Detection and Quantification of Endogenous Cyclic DNA Adducts Derived from trans-4-Hydroxy-2-nonenal in Human Brain Tissue by Isotope Dilution Capillary Liquid Chromatography Nanoelectrospray Tandem Mass Spectrometry

Abstract

A sensitive and selective capillary liquid chromatography nanoelectrospray isotope dilution mass spectrometric method was developed to identify and quantify the endogenous cyclic DNA adducts derived from trans-4-hydroxy-2-nonenal with 2‘-deoxyguanosine (HNE-dG) in human brain tissues. Authentic and ¹³C and ¹⁵N stable isotope-labeled HNE-dG were synthesized to serve as standards. The in vitro HNE-modified calf-thymus DNA as well as the DNA samples isolated from human brain tissues of normal and Alzheimer's disease subjects were enzymatically digested to nucleosides in vitro with the presence of internal standard (HNE-dG-¹³C₁₀, ¹⁵N₅). The enzymatic digests were cleaned up by solid phase extraction.
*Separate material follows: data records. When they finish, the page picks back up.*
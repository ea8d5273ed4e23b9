//! Sufy client
//!
//! Thin typed operations on top of the [`Dispatcher`]. Every method is one
//! signed round trip; pagination, multipart sessions and batch delete build on
//! these in their own modules.

use crate::config::ClientConfig;
use crate::sufy::canonical::uri_encode;
use crate::sufy::dispatch::{Dispatcher, Endpoint, SufyRequest, SufyResponse, META_PREFIX};
use crate::sufy::error::{ConfigKind, Resource, Result, SufyError};
use crate::sufy::paginate::{Pageable, Paginator};
use crate::sufy::signer::{Clock, Credentials, Signer};
use crate::sufy::transport::{HyperTransport, Transport};
use crate::sufy::types::{
    BucketLocation, CopyObjectOutput, GetObjectOutput, HeadBucketOutput, ListBucketsOutput,
    ListMultipartUploadsPage, ListMultipartUploadsRequest, ListObjectsPage, ListObjectsRequest,
    ListObjectsV2Page, ListObjectsV2Request, ListPartsPage, ListPartsRequest, MultipartConfig,
    ObjectMetadata, PolicyStatus, PolicyStatusBody, PutObjectOptions, PutObjectOutput,
};
use bytes::Bytes;
use hyper::Method;
use serde::Serialize;
use std::sync::Arc;
use std::time::Duration;

/// Whether a copy keeps the source metadata or replaces it
#[derive(Debug, Clone, Copy, Default, PartialEq, Eq)]
pub enum MetadataDirective {
    #[default]
    Copy,
    Replace,
}

impl MetadataDirective {
    fn as_str(self) -> &'static str {
        match self {
            MetadataDirective::Copy => "COPY",
            MetadataDirective::Replace => "REPLACE",
        }
    }
}

#[derive(Serialize)]
#[serde(rename_all = "camelCase")]
struct CreateBucketBody<'a> {
    location_constraint: &'a str,
}

#[derive(Serialize)]
struct RestoreBody {
    days: u32,
}

/// Sufy object storage client
///
/// Clone is cheap - the dispatcher is shared behind an Arc.
#[derive(Clone, Debug)]
pub struct SufyClient {
    dispatcher: Arc<Dispatcher>,
    region: Option<String>,
    multipart: MultipartConfig,
}

impl SufyClient {
    /// Client over the hyper transport
    pub fn new(config: &ClientConfig) -> Result<Self> {
        let transport = HyperTransport::new(
            Duration::from_secs(config.request_timeout_secs),
            config.insecure_tls,
        )?;
        Self::with_transport(config, Arc::new(transport))
    }

    /// Client over any transport
    pub fn with_transport(config: &ClientConfig, transport: Arc<dyn Transport>) -> Result<Self> {
        let endpoint = Endpoint::parse(&config.endpoint, config.force_path_style)?;
        let credentials = Credentials::new(config.access_key.clone(), config.secret_key.clone())?;
        let dispatcher = Dispatcher::new(endpoint, Signer::new(credentials), transport);

        Ok(Self {
            dispatcher: Arc::new(dispatcher),
            region: config.region.clone(),
            multipart: config.multipart.clone(),
        })
    }

    /// Replace the signing clock
    pub fn with_clock(mut self, clock: Arc<dyn Clock>) -> Self {
        self.dispatcher = Arc::new(self.dispatcher.with_clock(clock));
        self
    }

    pub fn multipart_config(&self) -> &MultipartConfig {
        &self.multipart
    }

    /// Send a raw request through the signer and classifier
    pub async fn send(&self, request: SufyRequest) -> Result<SufyResponse> {
        self.dispatcher.send(request).await
    }

    /// Lazily walk every page starting at `first`
    pub fn paginate<R: Pageable>(&self, first: R) -> Paginator<R> {
        Paginator::new(self.clone(), first)
    }

    // =========================================================================
    // Service and bucket operations
    // =========================================================================

    pub async fn list_buckets(&self) -> Result<ListBucketsOutput> {
        self.send(SufyRequest::service(Method::GET)).await?.json()
    }

    /// Create a bucket, returning the `Location` header. `region` defaults to
    /// the configured region.
    pub async fn create_bucket(&self, bucket: &str, region: Option<&str>) -> Result<Option<String>> {
        let mut request = SufyRequest::bucket(Method::PUT, bucket);
        if let Some(region) = region.or(self.region.as_deref()) {
            request = request.json_body(&CreateBucketBody {
                location_constraint: region,
            })?;
        }
        let response = self.send(request).await?;
        tracing::info!(bucket = %bucket, "bucket created");
        Ok(response.header("location").map(str::to_string))
    }

    pub async fn head_bucket(&self, bucket: &str) -> Result<HeadBucketOutput> {
        let response = self.send(SufyRequest::bucket(Method::HEAD, bucket)).await?;
        Ok(HeadBucketOutput {
            region: response.header("x-sufy-bucket-region").map(str::to_string),
        })
    }

    pub async fn get_bucket_location(&self, bucket: &str) -> Result<BucketLocation> {
        self.send(SufyRequest::bucket(Method::GET, bucket).flag("location"))
            .await?
            .json()
    }

    pub async fn delete_bucket(&self, bucket: &str) -> Result<()> {
        self.send(SufyRequest::bucket(Method::DELETE, bucket)).await?;
        tracing::info!(bucket = %bucket, "bucket deleted");
        Ok(())
    }

    /// Store a CORS, lifecycle, policy or tagging document
    pub async fn put_bucket_config(
        &self,
        bucket: &str,
        kind: ConfigKind,
        document: &serde_json::Value,
    ) -> Result<()> {
        let request = SufyRequest::bucket(Method::PUT, bucket)
            .resource(Resource::Config(kind))
            .flag(kind.query_key())
            .json_body(document)?
            .content_md5();
        self.send(request).await?;
        Ok(())
    }

    /// Fetch a configuration document. A missing one is
    /// `ErrorKind::NoSuchConfiguration(kind)`.
    pub async fn get_bucket_config(&self, bucket: &str, kind: ConfigKind) -> Result<serde_json::Value> {
        let request = SufyRequest::bucket(Method::GET, bucket)
            .resource(Resource::Config(kind))
            .flag(kind.query_key());
        self.send(request).await?.json()
    }

    pub async fn delete_bucket_config(&self, bucket: &str, kind: ConfigKind) -> Result<()> {
        let request = SufyRequest::bucket(Method::DELETE, bucket)
            .resource(Resource::Config(kind))
            .flag(kind.query_key());
        self.send(request).await?;
        Ok(())
    }

    pub async fn get_bucket_policy_status(&self, bucket: &str) -> Result<PolicyStatus> {
        let request = SufyRequest::bucket(Method::GET, bucket).flag("policyStatus");
        let body: PolicyStatusBody = self.send(request).await?.json()?;
        Ok(body.into())
    }

    pub async fn get_bucket_acl(&self, bucket: &str) -> Result<serde_json::Value> {
        let request = SufyRequest::bucket(Method::GET, bucket)
            .resource(Resource::Other)
            .flag("acl");
        self.send(request).await?.json()
    }

    /// Apply a canned ACL (`private`, `public-read`, ...)
    pub async fn put_bucket_acl(&self, bucket: &str, canned_acl: &str) -> Result<()> {
        let request = SufyRequest::bucket(Method::PUT, bucket)
            .resource(Resource::Other)
            .flag("acl")
            .header("x-sufy-acl", canned_acl);
        self.send(request).await?;
        Ok(())
    }

    // =========================================================================
    // Object operations
    // =========================================================================

    pub async fn put_object(
        &self,
        bucket: &str,
        key: &str,
        data: Bytes,
        options: &PutObjectOptions,
    ) -> Result<PutObjectOutput> {
        let mut request = SufyRequest::object(Method::PUT, bucket, key).body(data);
        if let Some(content_type) = &options.content_type {
            request = request.header("content-type", content_type.as_str());
        }
        if let Some(storage_class) = &options.storage_class {
            request = request.header("x-sufy-storage-class", storage_class.as_str());
        }
        for (name, value) in &options.metadata {
            request = request.header(&format!("{}{}", META_PREFIX, name), value.as_str());
        }

        let response = self.send(request).await?;
        Ok(PutObjectOutput {
            etag: response.etag(),
            request_id: response.request_id().map(str::to_string),
        })
    }

    pub async fn get_object(&self, bucket: &str, key: &str) -> Result<GetObjectOutput> {
        let response = self.send(SufyRequest::object(Method::GET, bucket, key)).await?;
        Ok(GetObjectOutput {
            metadata: response.object_metadata(),
            body: response.body,
        })
    }

    /// Read an inclusive byte range
    pub async fn get_object_range(
        &self,
        bucket: &str,
        key: &str,
        start: u64,
        end: u64,
    ) -> Result<GetObjectOutput> {
        if end < start {
            return Err(SufyError::Validation(format!(
                "invalid range {}-{}",
                start, end
            )));
        }
        let request = SufyRequest::object(Method::GET, bucket, key)
            .header("range", format!("bytes={}-{}", start, end));
        let response = self.send(request).await?;
        Ok(GetObjectOutput {
            metadata: response.object_metadata(),
            body: response.body,
        })
    }

    pub async fn head_object(&self, bucket: &str, key: &str) -> Result<ObjectMetadata> {
        let response = self.send(SufyRequest::object(Method::HEAD, bucket, key)).await?;
        Ok(response.object_metadata())
    }

    /// Server-side copy. With `Replace`, the destination takes `options`
    /// instead of the source metadata.
    pub async fn copy_object(
        &self,
        source_bucket: &str,
        source_key: &str,
        bucket: &str,
        key: &str,
        directive: MetadataDirective,
        options: &PutObjectOptions,
    ) -> Result<CopyObjectOutput> {
        if source_key.is_empty() {
            return Err(SufyError::Validation("source key is empty".to_string()));
        }

        let mut request = SufyRequest::object(Method::PUT, bucket, key)
            .header("x-sufy-copy-source", copy_source(source_bucket, source_key))
            .header("x-sufy-metadata-directive", directive.as_str());
        if directive == MetadataDirective::Replace {
            if let Some(content_type) = &options.content_type {
                request = request.header("content-type", content_type.as_str());
            }
            for (name, value) in &options.metadata {
                request = request.header(&format!("{}{}", META_PREFIX, name), value.as_str());
            }
        }
        if let Some(storage_class) = &options.storage_class {
            request = request.header("x-sufy-storage-class", storage_class.as_str());
        }

        let response = self.send(request).await?;
        if response.body.is_empty() {
            return Ok(CopyObjectOutput {
                etag: response.etag(),
                last_modified: None,
            });
        }
        response.json()
    }

    pub async fn delete_object(&self, bucket: &str, key: &str) -> Result<()> {
        self.send(SufyRequest::object(Method::DELETE, bucket, key)).await?;
        Ok(())
    }

    /// Ask for an archived object to be restored for `days` days
    pub async fn restore_object(&self, bucket: &str, key: &str, days: u32) -> Result<()> {
        let request = SufyRequest::object(Method::POST, bucket, key)
            .flag("restore")
            .json_body(&RestoreBody { days })?;
        self.send(request).await?;
        Ok(())
    }

    pub async fn get_object_acl(&self, bucket: &str, key: &str) -> Result<serde_json::Value> {
        let request = SufyRequest::object(Method::GET, bucket, key)
            .resource(Resource::Other)
            .flag("acl");
        self.send(request).await?.json()
    }

    pub async fn put_object_acl(&self, bucket: &str, key: &str, canned_acl: &str) -> Result<()> {
        let request = SufyRequest::object(Method::PUT, bucket, key)
            .resource(Resource::Other)
            .flag("acl")
            .header("x-sufy-acl", canned_acl);
        self.send(request).await?;
        Ok(())
    }

    // =========================================================================
    // Listing (one page per call; see `paginate` for the full walk)
    // =========================================================================

    pub async fn list_objects(&self, request: &ListObjectsRequest) -> Result<ListObjectsPage> {
        let request = SufyRequest::bucket(Method::GET, &request.bucket)
            .param_opt("prefix", request.prefix.as_deref())
            .param_opt("delimiter", request.delimiter.as_deref())
            .param_opt("marker", request.marker.as_deref())
            .param_opt("max-keys", request.max_keys);
        self.send(request).await?.json()
    }

    pub async fn list_objects_v2(&self, request: &ListObjectsV2Request) -> Result<ListObjectsV2Page> {
        let request = SufyRequest::bucket(Method::GET, &request.bucket)
            .param("list-type", "2")
            .param_opt("prefix", request.prefix.as_deref())
            .param_opt("delimiter", request.delimiter.as_deref())
            .param_opt("continuation-token", request.continuation_token.as_deref())
            .param_opt("start-after", request.start_after.as_deref())
            .param_opt("max-keys", request.max_keys);
        self.send(request).await?.json()
    }

    pub async fn list_parts(&self, request: &ListPartsRequest) -> Result<ListPartsPage> {
        let request = SufyRequest::object(Method::GET, &request.bucket, &request.key)
            .resource(Resource::Upload)
            .param("uploadId", request.upload_id.as_str())
            .param_opt("part-number-marker", request.part_number_marker)
            .param_opt("max-parts", request.max_parts);
        self.send(request).await?.json()
    }

    pub async fn list_multipart_uploads(
        &self,
        request: &ListMultipartUploadsRequest,
    ) -> Result<ListMultipartUploadsPage> {
        let request = SufyRequest::bucket(Method::GET, &request.bucket)
            .flag("uploads")
            .param_opt("prefix", request.prefix.as_deref())
            .param_opt("delimiter", request.delimiter.as_deref())
            .param_opt("key-marker", request.key_marker.as_deref())
            .param_opt("upload-id-marker", request.upload_id_marker.as_deref())
            .param_opt("max-uploads", request.max_uploads);
        self.send(request).await?.json()
    }
}

/// `X-Sufy-Copy-Source` value: `<bucket>/<key>`, key percent-encoded
pub(crate) fn copy_source(bucket: &str, key: &str) -> String {
    format!("{}/{}", bucket, uri_encode(key, false))
}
Only 1−2 μg of DNA digests was loaded on a laboratory-constructed reversed phase capillary chromatography column, and the HNE-dG adducts were separated from intact nucleosides and quantified by a high capacity ion trap mass spectrometer in the MS/MS mode. This method was able to quantify an adduct level of approximately 40 lesions/10⁹ normal DNA nucleosides. The detected level of HNE-dG adducts in hippocampus/parahippocampal gyrus and inferior parietal regions of postmortem brains from AD subjects were 556 ± 379 and 238 ± 72 adducts per 10⁹ normal nucleosides, respectively. These results were consistent with the ³²P postlabeling results, which detected 400−600 adducts per 10⁹ normal nucleotides in the hippocampus.